━━━━━ Task material ━━━━━
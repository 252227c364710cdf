//! Where a statement comes from on each verb.
//!
//! GET reads `?q=` and falls back to the path suffix after the first segment. POST
//! reads the body according to its declared content type. Anything unparseable
//! becomes an empty statement, which the gateway rejects as missing.

use crate::error::AppError;
use serde_json::Value;

pub const JSON_CONTENT_TYPE: &str = "application/json";
pub const FORM_CONTENT_TYPE: &str = "application/x-www-form-urlencoded";
pub const SQL_FIELD: &str = "sql";
pub const QUERY_PARAM: &str = "q";

/// GET source: a non-empty `q` parameter wins, otherwise the percent-decoded path suffix.
/// The path is only decoded when it is actually used.
pub fn from_path_and_query(path: &str, query: Option<&str>) -> Result<String, AppError> {
    match query_param(query).filter(|s| !s.is_empty()) {
        Some(q) => Ok(q),
        None => path_suffix(path),
    }
}

/// First `q` value of a raw query string, `+` decoded as space.
pub fn query_param(query: Option<&str>) -> Option<String> {
    url::form_urlencoded::parse(query?.as_bytes())
        .find(|(k, _)| k == QUERY_PARAM)
        .map(|(_, v)| v.into_owned())
}

/// Everything after the second `/` of the raw path, percent-decoded.
/// `/sql/SELECT%201` gives `SELECT 1`; `/sql`, `/sql/` and `/sqlfoo` give an empty string.
pub fn path_suffix(path: &str) -> Result<String, AppError> {
    let rest = path.splitn(3, '/').nth(2).unwrap_or_default();
    urlencoding::decode(rest)
        .map(|s| s.into_owned())
        .map_err(|_| AppError::InvalidEncoding)
}

/// POST source, trimmed.
pub fn from_body(content_type: Option<&str>, body: &[u8]) -> String {
    let ctype = content_type.unwrap_or_default().to_ascii_lowercase();
    let sql = if ctype.contains(JSON_CONTENT_TYPE) {
        from_json(body)
    } else if ctype.contains(FORM_CONTENT_TYPE) {
        from_form(body)
    } else {
        String::from_utf8_lossy(body).into_owned()
    };
    sql.trim().to_string()
}

fn from_json(body: &[u8]) -> String {
    if body.iter().all(u8::is_ascii_whitespace) {
        return String::new();
    }
    match serde_json::from_slice::<Value>(body) {
        Ok(v) => v
            .get(SQL_FIELD)
            .and_then(Value::as_str)
            .unwrap_or_default()
            .to_string(),
        Err(e) => {
            tracing::debug!(error = %e, "unparseable JSON body");
            String::new()
        }
    }
}

fn from_form(body: &[u8]) -> String {
    url::form_urlencoded::parse(body)
        .find(|(k, _)| k == SQL_FIELD)
        .map(|(_, v)| v.into_owned())
        .unwrap_or_default()
}
//! SQL gateway handlers: SELECT over GET, INSERT over POST.

use crate::error::AppError;
use crate::extractors::PostedStatement;
use crate::response;
use crate::service::SqlGateway;
use crate::sql::source;
use crate::state::AppState;
use axum::extract::State;
use axum::http::{Method, Uri};
use axum::response::{IntoResponse, Response};

/// Every GET path with this prefix reaches the gateway (`/sql`, `/sql/`, `/sql/<stmt>`, `/sqlfoo`).
pub const SQL_PATH_PREFIX: &str = "/sql";

/// GET /sql?q=SELECT ... or GET /sql/SELECT%20... (path suffix, used when `q` is absent or empty).
pub async fn select(State(state): State<AppState>, uri: Uri) -> Result<impl IntoResponse, AppError> {
    let sql = source::from_path_and_query(uri.path(), uri.query())?;
    let rows = SqlGateway::select(state.backend.as_ref(), &sql).await?;
    Ok(response::rows(rows))
}

/// Gateway fallback: GET on any other `/sql*` path selects, everything else is 404.
pub async fn select_by_prefix(
    State(state): State<AppState>,
    method: Method,
    uri: Uri,
) -> Result<Response, AppError> {
    if method != Method::GET || !uri.path().starts_with(SQL_PATH_PREFIX) {
        return Err(AppError::NotFound);
    }
    select(State(state), uri).await.map(IntoResponse::into_response)
}

/// POST /sql with a JSON, form or raw-text body.
pub async fn insert(
    State(state): State<AppState>,
    PostedStatement(sql): PostedStatement,
) -> Result<impl IntoResponse, AppError> {
    let outcome = SqlGateway::insert(state.backend.as_ref(), &sql).await?;
    Ok(response::inserted(outcome))
}
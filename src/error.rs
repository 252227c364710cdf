//! Typed errors and HTTP mapping.

use axum::{
    http::StatusCode,
    response::{IntoResponse, Response},
    Json,
};
use serde::Serialize;
use thiserror::Error;

pub const MSG_MISSING_SQL: &str = "Missing SQL statement.";
pub const MSG_ONLY_SELECT_GET: &str = "Only SELECT is allowed over GET.";
pub const MSG_ONLY_INSERT_POST: &str = "Only INSERT is allowed over POST.";
pub const MSG_NOT_FOUND: &str = "Not found.";
pub const MSG_INVALID_JSON: &str = "Invalid JSON body.";
pub const MSG_INVALID_ENCODING: &str = "Invalid URL encoding.";
pub const MSG_PAYLOAD_TOO_LARGE: &str = "Request body too large.";
pub const MSG_SERVER_ERROR: &str = "Internal server error.";

#[derive(Error, Debug)]
pub enum ConfigError {
    #[error("invalid value for {key}: '{value}'")]
    Invalid { key: String, value: String },
}

/// Faults that stop the process before it serves traffic.
#[derive(Error, Debug)]
pub enum StartupError {
    #[error(transparent)]
    Config(#[from] ConfigError),
    #[error("provisioning failed: {0}")]
    Provision(#[from] AppError),
    #[error("listener: {0}")]
    Io(#[from] std::io::Error),
}

#[derive(Error, Debug)]
pub enum AppError {
    #[error("{}", MSG_MISSING_SQL)]
    MissingStatement,
    /// Statement class does not match the HTTP method it arrived under.
    #[error("{0}")]
    VerbMismatch(&'static str),
    #[error("{0}")]
    Validation(String),
    #[error("{}", MSG_NOT_FOUND)]
    NotFound,
    /// Path suffix is not valid percent-encoded UTF-8.
    #[error("{}", MSG_INVALID_ENCODING)]
    InvalidEncoding,
    #[error("{}", MSG_PAYLOAD_TOO_LARGE)]
    PayloadTooLarge,
    #[error("database: {0}")]
    Db(#[from] sqlx::Error),
    #[error("internal: {0}")]
    Internal(String),
}

impl AppError {
    pub fn status(&self) -> StatusCode {
        match self {
            AppError::MissingStatement => StatusCode::BAD_REQUEST,
            AppError::VerbMismatch(_) => StatusCode::METHOD_NOT_ALLOWED,
            AppError::Validation(_) => StatusCode::BAD_REQUEST,
            AppError::NotFound => StatusCode::NOT_FOUND,
            AppError::InvalidEncoding => StatusCode::BAD_REQUEST,
            AppError::PayloadTooLarge => StatusCode::PAYLOAD_TOO_LARGE,
            AppError::Db(_) | AppError::Internal(_) => StatusCode::INTERNAL_SERVER_ERROR,
        }
    }
}

#[derive(Serialize)]
pub struct ErrorBody {
    pub error: String,
}

impl ErrorBody {
    pub fn new(message: impl Into<String>) -> Self {
        Self {
            error: message.into(),
        }
    }
}

impl IntoResponse for AppError {
    fn into_response(self) -> Response {
        let status = self.status();
        let message = if status.is_server_error() {
            tracing::error!(error = %self, "request failed");
            MSG_SERVER_ERROR.to_string()
        } else {
            self.to_string()
        };
        (status, Json(ErrorBody::new(message))).into_response()
    }
}

#[cfg(test)]
mod tests {
    use super::*;
    use axum::body::to_bytes;

    async fn body_of(err: AppError) -> (StatusCode, serde_json::Value) {
        let response = err.into_response();
        let status = response.status();
        let bytes = to_bytes(response.into_body(), usize::MAX).await.unwrap();
        (status, serde_json::from_slice(&bytes).unwrap())
    }

    #[tokio::test]
    async fn missing_statement_is_400() {
        let (status, body) = body_of(AppError::MissingStatement).await;
        assert_eq!(status, StatusCode::BAD_REQUEST);
        assert_eq!(body["error"], MSG_MISSING_SQL);
    }

    #[tokio::test]
    async fn verb_mismatch_is_405() {
        let (status, body) = body_of(AppError::VerbMismatch(MSG_ONLY_SELECT_GET)).await;
        assert_eq!(status, StatusCode::METHOD_NOT_ALLOWED);
        assert_eq!(body["error"], MSG_ONLY_SELECT_GET);
    }

    #[tokio::test]
    async fn validation_error_is_400() {
        let (status, body) = body_of(AppError::Validation("name is required".into())).await;
        assert_eq!(status, StatusCode::BAD_REQUEST);
        assert_eq!(body["error"], "name is required");
    }

    #[tokio::test]
    async fn not_found_is_404() {
        let (status, body) = body_of(AppError::NotFound).await;
        assert_eq!(status, StatusCode::NOT_FOUND);
        assert_eq!(body["error"], MSG_NOT_FOUND);
    }

    #[tokio::test]
    async fn oversized_body_is_413() {
        let (status, body) = body_of(AppError::PayloadTooLarge).await;
        assert_eq!(status, StatusCode::PAYLOAD_TOO_LARGE);
        assert_eq!(body["error"], MSG_PAYLOAD_TOO_LARGE);
    }

    #[tokio::test]
    async fn database_error_hides_details() {
        let (status, body) = body_of(AppError::Db(sqlx::Error::PoolTimedOut)).await;
        assert_eq!(status, StatusCode::INTERNAL_SERVER_ERROR);
        assert_eq!(body["error"], MSG_SERVER_ERROR);
    }
}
━━━━━
» Required action:
Taking the records above, retype every line from the one with "pub const SQL_FIELD: &str" down to the one with "decoded as space.", exactly and with nothing else.

» Exercise result:
pub const SQL_FIELD: &str = "sql";
pub const QUERY_PARAM: &str = "q";

/// GET source: a non-empty `q` parameter wins, otherwise the percent-decoded path suffix.
/// The path is only decoded when it is actually used.
pub fn from_path_and_query(path: &str, query: Option<&str>) -> Result<String, AppError> {
    match query_param(query).filter(|s| !s.is_empty()) {
        Some(q) => Ok(q),
        None => path_suffix(path),
    }
}

/// First `q` value of a raw query string, `+` decoded as space.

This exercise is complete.